21 aprile 2021
Aggiornato 10:30
Se gli «Stati Uniti d'Europa» fossero esistiti

Perché una federazione sul modello USA avrebbe salvato l’Europa

L'Europa è una casa a cui mancano le fondamenta: e la più grande dimostrazione di ciò è la crisi greca. Una crisi che, se gli «Stati Uniti d'Europa» fossero esistiti, non ci sarebbe stata. O perlomeno, non sarebbe arrivata a questo punto: per l'Europa, un punto di non ritorno

BRUXELLES – Mentre la crisi greca evolveva sempre più drammaticamente, a giugno è stato presentato il rapporto «Completare l’unione economica e monetaria dell’Europa», a firma dei presidenti di Juncker, Tusk, Dijsselbloem, Draghi e Schultz. Il rapporto evidenzia le falle che si annidano nel processo di integrazione europea e individua le sfide essenziali che da affrontare. Si riconosce, ad esempio, che occorre «un nuovo processo di convergenza economica» per estirpare le radici degli squilibri economico-finanziari. Si afferma quindi l'esigenza di progredire su quattro fronti: un’autentica Unione Economica, una piena Unione Bancaria e Finanziaria, un’Unione di Bilancio e un’Unione Politica.
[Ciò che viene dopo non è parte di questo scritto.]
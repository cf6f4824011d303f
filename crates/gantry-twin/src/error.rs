//! Twin and executor errors.
//!
//! # Error Codes
//!
//! | Variant | Code | Recoverable |
//! |---------|------|-------------|
//! | [`TwinError::UnknownTarget`] | `TWIN_UNKNOWN_TARGET` | No |
//! | [`TwinError::AlreadyExists`] | `TWIN_ALREADY_EXISTS` | No |
//! | [`TwinError::WrongResourceType`] | `TWIN_WRONG_RESOURCE_TYPE` | No |
//! | [`TwinError::InvalidValue`] | `TWIN_INVALID_VALUE` | No |
//! | [`TwinError::ActionFailed`] | `TWIN_ACTION_FAILED` | Yes |
//! | [`ExecutorError::Stopped`] | `EXECUTOR_STOPPED` | No |
//! | [`ExecutorError::CommandDropped`] | `EXECUTOR_COMMAND_DROPPED` | Yes |

use crate::ResourceType;
use gantry_types::{ErrorCode, TwinPath};
use thiserror::Error;

/// Failure reported by the digital twin itself.
#[derive(Debug, Clone, PartialEq, Eq, Error)]
pub enum TwinError {
    /// The addressed element does not exist.
    #[error("unknown {} {path}", .path.level_name())]
    UnknownTarget {
        /// Path that was looked up.
        path: TwinPath,
    },

    /// The element to create already exists.
    #[error("{} {path} already exists", .path.level_name())]
    AlreadyExists {
        /// Path of the existing element.
        path: TwinPath,
    },

    /// The operation does not apply to this kind of resource.
    #[error("resource {path} is of type {actual}")]
    WrongResourceType {
        /// Resource path.
        path: TwinPath,
        /// The resource's actual type.
        actual: ResourceType,
    },

    /// The value does not fit the resource content type.
    #[error("invalid value for {path}: {reason}")]
    InvalidValue {
        /// Resource path.
        path: TwinPath,
        /// What was wrong.
        reason: String,
    },

    /// An action handler returned an error.
    #[error("action {path} failed: {reason}")]
    ActionFailed {
        /// Action resource path.
        path: TwinPath,
        /// Handler message.
        reason: String,
    },
}

impl TwinError {
    /// Shorthand for [`TwinError::UnknownTarget`].
    #[must_use]
    pub fn unknown(path: TwinPath) -> Self {
        Self::UnknownTarget { path }
    }
}

impl ErrorCode for TwinError {
    fn code(&self) -> &'static str {
        match self {
            Self::UnknownTarget { .. } => "TWIN_UNKNOWN_TARGET",
            Self::AlreadyExists { .. } => "TWIN_ALREADY_EXISTS",
            Self::WrongResourceType { .. } => "TWIN_WRONG_RESOURCE_TYPE",
            Self::InvalidValue { .. } => "TWIN_INVALID_VALUE",
            Self::ActionFailed { .. } => "TWIN_ACTION_FAILED",
        }
    }

    fn is_recoverable(&self) -> bool {
        matches!(self, Self::ActionFailed { .. })
    }
}

/// Failure to run a command on the twin executor.
#[derive(Debug, Clone, Copy, PartialEq, Eq, Error)]
pub enum ExecutorError {
    /// The executor no longer accepts commands.
    #[error("twin executor stopped")]
    Stopped,

    /// The command was accepted but never replied (it panicked or was discarded).
    #[error("twin command dropped before completion")]
    CommandDropped,
}

impl ErrorCode for ExecutorError {
    fn code(&self) -> &'static str {
        match self {
            Self::Stopped => "EXECUTOR_STOPPED",
            Self::CommandDropped => "EXECUTOR_COMMAND_DROPPED",
        }
    }

    fn is_recoverable(&self) -> bool {
        matches!(self, Self::CommandDropped)
    }
}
C’è un futuro per l’Europa?
Per certi versi, tale documento lascia l’amaro in bocca. Perché, a quindici anni dall’inizio dell’unione monetaria, degli obiettivi delineati si parla ancora al futuro, ed è un futuro che non pare affatto vicino. Inoltre, nel documento manca una connotazione federale, che sarebbe necessaria per correggere la discrasia tra una politica monetaria gestita da un organo federale e politiche economiche gestite a livello nazionale in base a regole comuni. Per il giornalista di Libération Jean Quatremer, con quel rapporto si è persa l’ennesima occasione.
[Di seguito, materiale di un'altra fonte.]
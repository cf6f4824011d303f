//! Session layer errors.

use gantry_auth::NotPermitted;
use gantry_twin::{ExecutorError, TwinError};
use gantry_types::{ErrorCode, SessionId};
use thiserror::Error;

/// Errors returned by [`Session`](crate::Session) and
/// [`SessionRegistry`](crate::SessionRegistry).
///
/// Absent twin elements are not errors: operations return `Ok(None)`
/// once the caller was allowed to know about the absence.
#[derive(Debug, Error)]
pub enum SessionError {
    /// The caller lacks the required permission.
    #[error(transparent)]
    NotPermitted(#[from] NotPermitted),

    /// The session expired, or was expired explicitly.
    #[error("session {0} is expired")]
    Expired(SessionId),

    /// The registry has been closed.
    #[error("session registry is closed")]
    RegistryClosed,

    /// A caller-supplied argument is out of range.
    #[error("invalid argument: {0}")]
    InvalidArgument(String),

    /// The authorization engine kept changing while a session was built.
    #[error("authorization engine changed {retries} times while creating a session")]
    EngineChurn { retries: u32 },

    /// The twin refused the operation.
    #[error(transparent)]
    Twin(#[from] TwinError),

    /// The twin executor did not run the operation.
    #[error(transparent)]
    Executor(#[from] ExecutorError),
}

impl SessionError {
    /// Returns `true` for [`SessionError::NotPermitted`].
    #[must_use]
    pub fn is_not_permitted(&self) -> bool {
        matches!(self, Self::NotPermitted(_))
    }

    /// Returns `true` for [`SessionError::Expired`].
    #[must_use]
    pub fn is_expired(&self) -> bool {
        matches!(self, Self::Expired(_))
    }
}

impl ErrorCode for SessionError {
    fn code(&self) -> &'static str {
        match self {
            Self::NotPermitted(e) => e.code(),
            Self::Expired(_) => "SESSION_EXPIRED",
            Self::RegistryClosed => "SESSION_REGISTRY_CLOSED",
            Self::InvalidArgument(_) => "SESSION_INVALID_ARGUMENT",
            Self::EngineChurn { .. } => "SESSION_ENGINE_CHURN",
            Self::Twin(e) => e.code(),
            Self::Executor(e) => e.code(),
        }
    }

    fn is_recoverable(&self) -> bool {
        match self {
            // A fresh session can be requested.
            Self::Expired(_) | Self::EngineChurn { .. } => true,
            Self::NotPermitted(_) | Self::RegistryClosed | Self::InvalidArgument(_) => false,
            Self::Twin(e) => e.is_recoverable(),
            Self::Executor(e) => e.is_recoverable(),
        }
    }
}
L’arma letale del referendum
Una miopia che il giornalista palesa attraverso un ragionamento per assurdo. Ammettiamo che, dopo il referendum greco, l’Eurogruppo approvi in larga maggioranza una ristrutturazione immediata del debito dell’eurozona. Cosa succederebbe se i ministri delle Finanze tedesco e finlandese, contrari a tale soluzione, decidessero a propria volta di sottoporre la questione alle loro popolazioni? Se la domanda fosse: «Accettate di rinunciare a una parte dei prestiti che la Germania/la Finlandia hanno accordato alla Grecia?», i loro elettori risponderebbero indubbiamente con un «no».

Europa zoppa
«No» contro «no». Abbiamo esultato per quello greco; forse quest’ultimo ci indignerebbe. La questione non è banale: dove finirebbe l’Unione se tutti i suoi governi utilizzassero le consultazioni popolari gli uni contro gli altri? Tale scenario fa riflettere sui motivi per cui l’Europa zoppica: la moneta unica c’è, ma la federazione politica manca. L’obiettivo di arrivare agli «Stati Uniti d’Europa» è stato mancato in pieno. Al suo posto, un minaccioso «Patto di stabilità» a cui tutti gli Stati si devono adeguare. Dopo l’introduzione dell’euro, nell’illusione di essere di fronte a una futura «federazione», i mercati hanno prestato a tutti i Paesi membri alle stesse condizioni della Germania. La crisi finanziaria e la scoperta dei conti truccati dalla Grecia hanno scoperchiato l’illusione.

Federalismo o disintegrazione?
Ma dopo che la verità è venuta a galla, le misure adottate hanno di fatto perpetuato lo stesso meccanismo illusorio: pensare di poter esportare un modello economico (l’austerity tedesca) a realtà del tutto diverse, senza un coordinamento politico alla base. L’Europa, così, è rimasta una casa senza fondamenta. In questo senso, per Quatremer gli Usa sarebbero un modello da imitare: lì, gli Stati federali mantengono il controllo del loro bilancio, e se la California rischiasse di fallire, dovrebbe cavarsela da sola. Se per la Grecia fosse stato così, nessuna misura sarebbe stata imposta dall’alto; l’eurozona sarebbe intervenuta al massimo in aiuti umanitari e ad evitare ricadute sul sistema bancario, e nessuno avrebbe potuto incolpare Bruxelles. Eppure, sempre più persone oggi parteggiano per una soluzione ben più radicale: la disintegrazione dell’eurozona stessa. Eurozona a cui mai è corrisposta una visione capace di supportarla dalle fondamenta.